Available data Block Start

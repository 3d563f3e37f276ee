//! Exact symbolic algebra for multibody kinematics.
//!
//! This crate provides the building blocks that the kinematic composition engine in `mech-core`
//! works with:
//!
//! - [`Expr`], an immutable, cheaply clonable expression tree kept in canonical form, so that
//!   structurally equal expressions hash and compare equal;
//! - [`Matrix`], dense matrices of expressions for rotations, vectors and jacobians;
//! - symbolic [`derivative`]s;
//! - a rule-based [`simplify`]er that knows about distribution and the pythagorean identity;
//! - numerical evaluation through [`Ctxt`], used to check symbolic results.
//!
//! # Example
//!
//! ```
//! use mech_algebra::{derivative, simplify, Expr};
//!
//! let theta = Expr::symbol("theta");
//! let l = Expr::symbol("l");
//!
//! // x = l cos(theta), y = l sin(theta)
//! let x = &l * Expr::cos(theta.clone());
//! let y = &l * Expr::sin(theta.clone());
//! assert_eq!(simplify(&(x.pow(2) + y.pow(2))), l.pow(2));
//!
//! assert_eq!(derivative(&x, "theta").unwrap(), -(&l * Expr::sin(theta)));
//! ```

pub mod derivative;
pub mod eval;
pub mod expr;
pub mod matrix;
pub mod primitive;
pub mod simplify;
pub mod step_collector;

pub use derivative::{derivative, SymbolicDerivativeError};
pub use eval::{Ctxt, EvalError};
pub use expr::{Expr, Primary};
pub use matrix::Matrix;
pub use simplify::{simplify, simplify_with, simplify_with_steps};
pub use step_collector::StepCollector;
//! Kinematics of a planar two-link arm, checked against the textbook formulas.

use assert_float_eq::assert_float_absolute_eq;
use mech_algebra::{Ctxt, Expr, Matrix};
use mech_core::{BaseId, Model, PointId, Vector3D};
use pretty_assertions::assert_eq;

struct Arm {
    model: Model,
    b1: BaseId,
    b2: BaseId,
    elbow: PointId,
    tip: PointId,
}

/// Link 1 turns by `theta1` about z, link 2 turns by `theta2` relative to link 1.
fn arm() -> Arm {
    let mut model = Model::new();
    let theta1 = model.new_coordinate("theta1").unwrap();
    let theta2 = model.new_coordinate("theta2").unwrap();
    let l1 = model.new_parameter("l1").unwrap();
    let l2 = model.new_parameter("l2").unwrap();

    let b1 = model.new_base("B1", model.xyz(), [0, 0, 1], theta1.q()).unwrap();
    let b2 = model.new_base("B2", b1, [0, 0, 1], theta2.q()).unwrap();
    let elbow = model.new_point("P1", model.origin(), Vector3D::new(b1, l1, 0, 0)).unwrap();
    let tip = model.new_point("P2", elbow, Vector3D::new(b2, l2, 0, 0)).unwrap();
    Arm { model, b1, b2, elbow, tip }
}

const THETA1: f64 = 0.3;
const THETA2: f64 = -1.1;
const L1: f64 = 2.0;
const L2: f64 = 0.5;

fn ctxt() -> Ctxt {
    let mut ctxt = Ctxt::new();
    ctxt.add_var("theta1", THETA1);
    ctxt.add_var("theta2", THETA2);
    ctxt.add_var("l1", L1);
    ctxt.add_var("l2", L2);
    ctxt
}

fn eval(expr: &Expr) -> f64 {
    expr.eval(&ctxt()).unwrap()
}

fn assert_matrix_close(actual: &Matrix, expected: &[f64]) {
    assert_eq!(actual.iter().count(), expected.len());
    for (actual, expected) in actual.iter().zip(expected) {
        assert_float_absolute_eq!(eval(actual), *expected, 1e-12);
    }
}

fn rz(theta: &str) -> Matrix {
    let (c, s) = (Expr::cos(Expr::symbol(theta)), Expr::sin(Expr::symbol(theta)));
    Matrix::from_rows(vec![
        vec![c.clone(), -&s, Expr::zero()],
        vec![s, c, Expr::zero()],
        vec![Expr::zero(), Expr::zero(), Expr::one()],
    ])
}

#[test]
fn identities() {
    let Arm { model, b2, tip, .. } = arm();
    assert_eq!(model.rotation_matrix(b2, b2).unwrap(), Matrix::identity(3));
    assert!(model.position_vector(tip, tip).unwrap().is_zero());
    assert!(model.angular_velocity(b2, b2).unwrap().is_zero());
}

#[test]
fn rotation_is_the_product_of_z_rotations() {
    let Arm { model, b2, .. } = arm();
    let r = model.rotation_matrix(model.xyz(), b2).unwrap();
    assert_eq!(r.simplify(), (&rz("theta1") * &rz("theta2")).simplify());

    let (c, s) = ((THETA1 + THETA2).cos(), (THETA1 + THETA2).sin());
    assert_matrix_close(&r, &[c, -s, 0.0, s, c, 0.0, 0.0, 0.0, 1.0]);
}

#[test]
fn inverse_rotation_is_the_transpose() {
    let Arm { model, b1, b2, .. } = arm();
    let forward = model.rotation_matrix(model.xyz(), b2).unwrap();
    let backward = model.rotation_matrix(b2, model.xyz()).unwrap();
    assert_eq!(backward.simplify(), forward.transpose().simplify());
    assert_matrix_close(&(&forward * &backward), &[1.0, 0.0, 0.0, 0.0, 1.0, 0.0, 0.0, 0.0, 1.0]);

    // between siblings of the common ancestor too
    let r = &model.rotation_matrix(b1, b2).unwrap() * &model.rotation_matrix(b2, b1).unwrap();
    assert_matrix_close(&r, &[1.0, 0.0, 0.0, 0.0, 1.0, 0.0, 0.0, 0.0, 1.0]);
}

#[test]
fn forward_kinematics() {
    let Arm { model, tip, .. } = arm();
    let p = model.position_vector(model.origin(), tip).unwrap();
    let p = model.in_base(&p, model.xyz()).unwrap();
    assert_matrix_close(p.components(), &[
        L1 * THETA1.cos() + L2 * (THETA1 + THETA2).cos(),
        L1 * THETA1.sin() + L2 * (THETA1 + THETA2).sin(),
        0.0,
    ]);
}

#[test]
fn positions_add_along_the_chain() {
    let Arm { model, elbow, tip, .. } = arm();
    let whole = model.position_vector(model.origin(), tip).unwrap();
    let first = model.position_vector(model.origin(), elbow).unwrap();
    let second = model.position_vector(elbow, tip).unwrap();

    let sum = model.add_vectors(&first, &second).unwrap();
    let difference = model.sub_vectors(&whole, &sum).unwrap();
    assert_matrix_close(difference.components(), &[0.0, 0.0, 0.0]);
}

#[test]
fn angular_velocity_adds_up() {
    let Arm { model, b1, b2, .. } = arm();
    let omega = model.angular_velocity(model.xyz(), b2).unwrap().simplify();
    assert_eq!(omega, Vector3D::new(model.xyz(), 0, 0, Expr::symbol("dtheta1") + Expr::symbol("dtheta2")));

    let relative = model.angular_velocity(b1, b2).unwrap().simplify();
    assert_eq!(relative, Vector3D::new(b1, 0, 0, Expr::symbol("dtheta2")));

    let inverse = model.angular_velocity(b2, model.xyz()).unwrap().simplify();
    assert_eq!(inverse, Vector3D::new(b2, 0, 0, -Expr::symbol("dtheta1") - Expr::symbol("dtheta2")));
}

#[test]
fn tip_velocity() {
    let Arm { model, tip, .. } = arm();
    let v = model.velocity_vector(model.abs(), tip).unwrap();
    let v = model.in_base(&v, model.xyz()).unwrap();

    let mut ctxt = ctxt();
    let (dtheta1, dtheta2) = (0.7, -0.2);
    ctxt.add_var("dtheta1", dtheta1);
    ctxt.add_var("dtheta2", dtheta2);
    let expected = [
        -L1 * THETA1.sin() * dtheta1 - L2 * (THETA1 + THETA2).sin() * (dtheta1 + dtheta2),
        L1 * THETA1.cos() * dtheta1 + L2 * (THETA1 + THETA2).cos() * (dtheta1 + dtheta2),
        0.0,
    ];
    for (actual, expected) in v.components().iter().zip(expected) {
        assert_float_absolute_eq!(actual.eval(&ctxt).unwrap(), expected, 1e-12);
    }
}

Available data Block End
Available data Block Start

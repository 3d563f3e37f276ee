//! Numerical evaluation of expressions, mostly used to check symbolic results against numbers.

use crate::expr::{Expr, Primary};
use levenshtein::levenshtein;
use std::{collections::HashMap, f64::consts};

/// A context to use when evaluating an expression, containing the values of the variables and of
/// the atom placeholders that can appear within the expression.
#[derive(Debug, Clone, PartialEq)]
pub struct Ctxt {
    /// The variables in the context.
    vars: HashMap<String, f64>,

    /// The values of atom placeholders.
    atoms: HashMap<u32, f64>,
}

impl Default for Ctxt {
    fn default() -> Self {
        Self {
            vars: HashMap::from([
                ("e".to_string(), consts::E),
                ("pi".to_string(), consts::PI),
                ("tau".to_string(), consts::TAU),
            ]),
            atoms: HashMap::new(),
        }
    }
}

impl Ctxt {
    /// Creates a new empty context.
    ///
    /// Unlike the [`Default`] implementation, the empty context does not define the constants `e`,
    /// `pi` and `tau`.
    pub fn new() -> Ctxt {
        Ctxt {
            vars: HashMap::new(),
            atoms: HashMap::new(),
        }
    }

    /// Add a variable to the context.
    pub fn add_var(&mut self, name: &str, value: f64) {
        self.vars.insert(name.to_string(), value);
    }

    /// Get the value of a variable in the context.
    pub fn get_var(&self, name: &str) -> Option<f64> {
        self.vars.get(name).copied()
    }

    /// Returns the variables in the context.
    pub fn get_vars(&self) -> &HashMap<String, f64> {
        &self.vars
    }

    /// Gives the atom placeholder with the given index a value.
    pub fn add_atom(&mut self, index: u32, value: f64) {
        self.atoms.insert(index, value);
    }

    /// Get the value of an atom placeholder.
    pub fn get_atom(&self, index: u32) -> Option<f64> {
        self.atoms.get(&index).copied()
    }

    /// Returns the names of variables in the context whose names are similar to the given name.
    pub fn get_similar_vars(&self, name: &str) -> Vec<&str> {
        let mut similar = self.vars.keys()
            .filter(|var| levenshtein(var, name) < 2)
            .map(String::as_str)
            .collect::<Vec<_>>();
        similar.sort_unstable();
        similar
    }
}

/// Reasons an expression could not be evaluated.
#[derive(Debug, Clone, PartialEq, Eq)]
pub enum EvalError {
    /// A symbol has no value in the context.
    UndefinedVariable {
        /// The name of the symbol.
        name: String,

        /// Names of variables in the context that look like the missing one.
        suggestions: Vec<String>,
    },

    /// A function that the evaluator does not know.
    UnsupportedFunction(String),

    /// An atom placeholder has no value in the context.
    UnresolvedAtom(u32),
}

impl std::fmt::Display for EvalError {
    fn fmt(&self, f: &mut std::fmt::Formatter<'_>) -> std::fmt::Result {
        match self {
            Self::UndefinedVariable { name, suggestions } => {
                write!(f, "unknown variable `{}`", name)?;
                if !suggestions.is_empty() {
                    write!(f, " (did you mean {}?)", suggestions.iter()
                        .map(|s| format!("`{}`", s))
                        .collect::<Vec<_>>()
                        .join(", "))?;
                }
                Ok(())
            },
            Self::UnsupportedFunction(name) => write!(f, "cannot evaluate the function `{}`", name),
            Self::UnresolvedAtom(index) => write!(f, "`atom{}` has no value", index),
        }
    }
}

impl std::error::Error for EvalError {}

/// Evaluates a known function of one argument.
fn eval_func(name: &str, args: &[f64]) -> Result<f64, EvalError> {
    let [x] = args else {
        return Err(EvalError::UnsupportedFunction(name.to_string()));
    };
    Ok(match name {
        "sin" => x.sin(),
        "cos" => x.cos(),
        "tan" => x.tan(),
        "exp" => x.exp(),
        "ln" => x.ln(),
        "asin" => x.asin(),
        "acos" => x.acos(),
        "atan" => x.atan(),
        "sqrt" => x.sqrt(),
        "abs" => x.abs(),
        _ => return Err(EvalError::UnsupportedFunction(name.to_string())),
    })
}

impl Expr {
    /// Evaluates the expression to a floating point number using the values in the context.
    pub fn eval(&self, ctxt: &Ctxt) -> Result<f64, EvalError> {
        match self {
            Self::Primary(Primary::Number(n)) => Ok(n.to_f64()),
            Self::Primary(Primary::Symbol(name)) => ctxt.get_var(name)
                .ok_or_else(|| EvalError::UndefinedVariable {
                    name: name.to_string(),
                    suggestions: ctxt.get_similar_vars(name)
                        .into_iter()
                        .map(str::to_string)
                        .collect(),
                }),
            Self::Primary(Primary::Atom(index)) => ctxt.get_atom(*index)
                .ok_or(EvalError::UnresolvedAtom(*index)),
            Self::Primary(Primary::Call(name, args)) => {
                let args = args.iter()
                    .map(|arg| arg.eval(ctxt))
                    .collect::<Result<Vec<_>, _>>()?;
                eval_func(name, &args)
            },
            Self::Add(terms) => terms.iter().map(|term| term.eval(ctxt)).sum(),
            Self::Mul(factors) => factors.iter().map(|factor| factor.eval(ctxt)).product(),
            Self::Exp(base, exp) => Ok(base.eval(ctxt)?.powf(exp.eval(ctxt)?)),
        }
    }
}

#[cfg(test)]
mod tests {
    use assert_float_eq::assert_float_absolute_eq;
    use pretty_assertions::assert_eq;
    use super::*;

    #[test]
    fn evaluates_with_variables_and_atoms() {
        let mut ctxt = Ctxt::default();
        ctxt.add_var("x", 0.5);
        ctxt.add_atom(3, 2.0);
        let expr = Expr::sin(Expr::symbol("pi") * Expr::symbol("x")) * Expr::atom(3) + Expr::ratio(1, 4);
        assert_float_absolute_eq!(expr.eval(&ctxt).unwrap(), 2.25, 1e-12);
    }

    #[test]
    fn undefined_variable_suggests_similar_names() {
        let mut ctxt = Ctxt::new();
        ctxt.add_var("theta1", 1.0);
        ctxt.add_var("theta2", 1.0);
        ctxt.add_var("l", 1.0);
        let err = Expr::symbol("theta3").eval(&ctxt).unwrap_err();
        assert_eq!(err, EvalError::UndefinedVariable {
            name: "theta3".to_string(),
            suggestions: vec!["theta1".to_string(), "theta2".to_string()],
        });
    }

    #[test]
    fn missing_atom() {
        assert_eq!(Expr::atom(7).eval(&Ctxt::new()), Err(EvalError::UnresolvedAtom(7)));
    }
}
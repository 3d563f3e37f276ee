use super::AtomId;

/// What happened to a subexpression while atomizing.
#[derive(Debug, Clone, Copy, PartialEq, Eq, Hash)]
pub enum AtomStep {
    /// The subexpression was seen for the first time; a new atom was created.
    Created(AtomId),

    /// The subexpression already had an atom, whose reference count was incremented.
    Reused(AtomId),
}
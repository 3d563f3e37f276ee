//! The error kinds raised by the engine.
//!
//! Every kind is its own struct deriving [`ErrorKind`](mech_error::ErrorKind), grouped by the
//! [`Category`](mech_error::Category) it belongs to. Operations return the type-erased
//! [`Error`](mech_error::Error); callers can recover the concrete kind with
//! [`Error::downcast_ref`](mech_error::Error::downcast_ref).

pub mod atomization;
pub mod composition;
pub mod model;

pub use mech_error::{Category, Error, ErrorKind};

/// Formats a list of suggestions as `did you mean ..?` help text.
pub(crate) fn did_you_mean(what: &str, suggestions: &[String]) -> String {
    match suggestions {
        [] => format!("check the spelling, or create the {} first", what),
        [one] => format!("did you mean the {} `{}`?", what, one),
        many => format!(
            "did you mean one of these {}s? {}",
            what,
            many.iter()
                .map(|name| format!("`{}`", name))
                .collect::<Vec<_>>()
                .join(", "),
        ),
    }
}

Available data Block End

Where does the string "expressions" occur in the listing above? Return every line that contains it.

//!   structurally equal expressions hash and compare equal;
//! - [`Matrix`], dense matrices of expressions for rotations, vectors and jacobians;
//! Numerical evaluation of expressions, mostly used to check symbolic results against numbers.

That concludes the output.